Biosynthic drugs usher in a period of development opportunities, but three major problems still need to be solved

In recent years, the field of biopharmaceuticals is gradually becoming the focus of the development of the global pharmaceutical industry.
At the same time, due to the growing demand for biological drugs, the expiration of patents for many original biological drugs and the rising level of technology research and development, biosynthic drugs have also begun to attract more and more attention, becoming a field for pharmaceutical companies to enter.
it is understood that biosypolytic drugs are therapeutic biological products, including monoantials, recombinant proteins, blood products, etc., that are similar in quality, safety and ability to approved reference drugs.
biosimilars are "different" from generic drugs.
July 1, 2020, the Measures for the Administration of Drug Registration were officially implemented.
Article 4, it is clear that biological products shall be classified according to innovative biological products, new drugs for improved biological products, listed biological products (including biosics), etc.
In fact, in recent years, with the expiration of patents for primary biological drugs and the continuous development of biotechnology, the research and development of biosynthic drugs based on the quality, safety and ability of biological drugs in primary research is accelerating and its market size is expanding.
1.7 billion biosypolyphic drugs worldwide in 2014, $7.2 billion in 2018 and expected to reach $164.4 billion in 2030, according to Frost Sullivan.
Based on the good development of the global biosynthic drug market, as well as China's gradual establishment of biosynthic drug regulatory approval path, health care capital cost control, Chinese enterprises manufacturing capacity improvement and a large number of well-known biological agent patents are about to expire, the size of China's biosynthic drug market may also be from a compound annual growth rate of 35.1% growth rate, reaching 58.9 billion yuan by 2030.

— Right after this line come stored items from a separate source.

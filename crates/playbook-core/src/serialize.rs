//! Serializer adapter
//!
//! Flattens the entity graph into a generic ordered mapping and normalizes
//! it for text emission. Unset optional fields never appear; entity field
//! order and list order are preserved.

use playbook_model::PlaybookDocument;
use serde_yaml::{Mapping, Value};

use crate::error::{PlaybookError, PlaybookResult};

/// Flatten the document into a normalized generic value
///
/// # Errors
/// [`PlaybookError::MissingConnection`] if the connection block is unset,
/// [`PlaybookError::Emit`] if flattening fails
pub fn to_document(document: &PlaybookDocument) -> PlaybookResult<Value> {
    if document.connection().is_none() {
        return Err(PlaybookError::MissingConnection);
    }
    let value = serde_yaml::to_value(document)?;
    Ok(stringify_keys(value))
}

/// Recursively convert every mapping key to a string
///
/// Numbers and booleans become their text form; null becomes `""`.
/// Non-scalar keys are rendered as inline YAML.
#[must_use]
pub fn stringify_keys(value: Value) -> Value {
    match value {
        Value::Mapping(map) => {
            let mut result = Mapping::with_capacity(map.len());
            for (key, val) in map {
                result.insert(Value::String(key_text(key)), stringify_keys(val));
            }
            Value::Mapping(result)
        }
        Value::Sequence(items) => Value::Sequence(items.into_iter().map(stringify_keys).collect()),
        Value::Tagged(mut tagged) => {
            tagged.value = stringify_keys(tagged.value);
            Value::Tagged(tagged)
        }
        scalar => scalar,
    }
}

fn key_text(key: Value) -> String {
    match key {
        Value::String(s) => s,
        Value::Number(n) => n.to_string(),
        Value::Bool(b) => b.to_string(),
        Value::Null => String::new(),
        other => serde_yaml::to_string(&other)
            .map(|s| s.trim_end().to_string())
            .unwrap_or_default(),
    }
}

/// Render a normalized value as YAML text
///
/// # Errors
/// [`PlaybookError::Emit`] on emitter failure
pub fn emit(value: &Value) -> PlaybookResult<String> {
    Ok(serde_yaml::to_string(value)?)
}

/// [`to_document`] then [`emit`]
///
/// # Errors
/// Any error of either step
pub fn to_yaml(document: &PlaybookDocument) -> PlaybookResult<String> {
    emit(&to_document(document)?)
}

#[cfg(test)]
mod tests {
    use super::*;
    use playbook_model::{CertificateTask, ConnectionConfig, Credentials};
    use pretty_assertions::assert_eq;

    fn vaas_document() -> PlaybookDocument {
        let mut document = PlaybookDocument::new();
        document.config.connection = Some(ConnectionConfig::vaas(Credentials::new(
            "vcert-sdk",
            "api-key",
        )));
        document
    }

    #[test]
    fn requires_connection() {
        let err = to_document(&PlaybookDocument::new()).unwrap_err();
        assert!(matches!(err, PlaybookError::MissingConnection));
    }

    #[test]
    fn vaas_document_yaml() {
        let mut document = vaas_document();
        let mut task = CertificateTask::new("t1");
        task.setenvvars = Some(vec!["b".to_string(), "a".to_string()]);
        document.certificate_tasks = Some(vec![task]);

        let yaml = to_yaml(&document).unwrap();
        assert_eq!(
            yaml,
            "config:\n  connection:\n    platform: vaas\n    credentials:\n      clientId: vcert-sdk\n      accessToken: api-key\ncertificateTasks:\n- name: t1\n  setenvvars:\n  - b\n  - a\n"
        );
    }

    #[test]
    fn stringify_nested_keys() {
        let value: Value = serde_yaml::from_str("1: {true: [ {2: x} ]}\n~: y\n").unwrap();
        let normalized = stringify_keys(value);
        let expected: Value =
            serde_yaml::from_str("'1': {'true': [ {'2': x} ]}\n'': y\n").unwrap();
        assert_eq!(normalized, expected);
    }

    #[test]
    fn output_has_no_nulls() {
        let mut document = vaas_document();
        document.certificate_tasks = Some(vec![CertificateTask::new("t1")]);
        let value = to_document(&document).unwrap();

        fn has_null(value: &Value) -> bool {
            match value {
                Value::Null => true,
                Value::Mapping(map) => map.values().any(has_null),
                Value::Sequence(items) => items.iter().any(has_null),
                _ => false,
            }
        }
        assert!(!has_null(&value));
    }
}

expanding domestic biosynthic drug market, thanks to the successive approval of biosynthic drugs.
it is understood that 2019 can be called the first year of China's bio-similar drugs.
February 2019, Fuhong Hanxuan's Lytoxi Single Resistance (Hanlikang) was approved for listing, with sales of 79 million yuan in 2019 and 95.8 million yuan in the first half of 2020.
same year, Baiotai and Haizheng Pharmaceuticals' Adamo single resistance, Qilu Pharmaceutical's Beval bead monoantiton resistance has been approved for market.
as of October 29, 2020, a total of eight biosic drugs had been approved for the market.
with a number of heavy-weight products have been listed, the industry forecast that China's bio-similar drug market in the future.
, it is worth noting that, despite the promising prospects of the biosynthic drug market, there are still many challenges, three of which need to be addressed urgently.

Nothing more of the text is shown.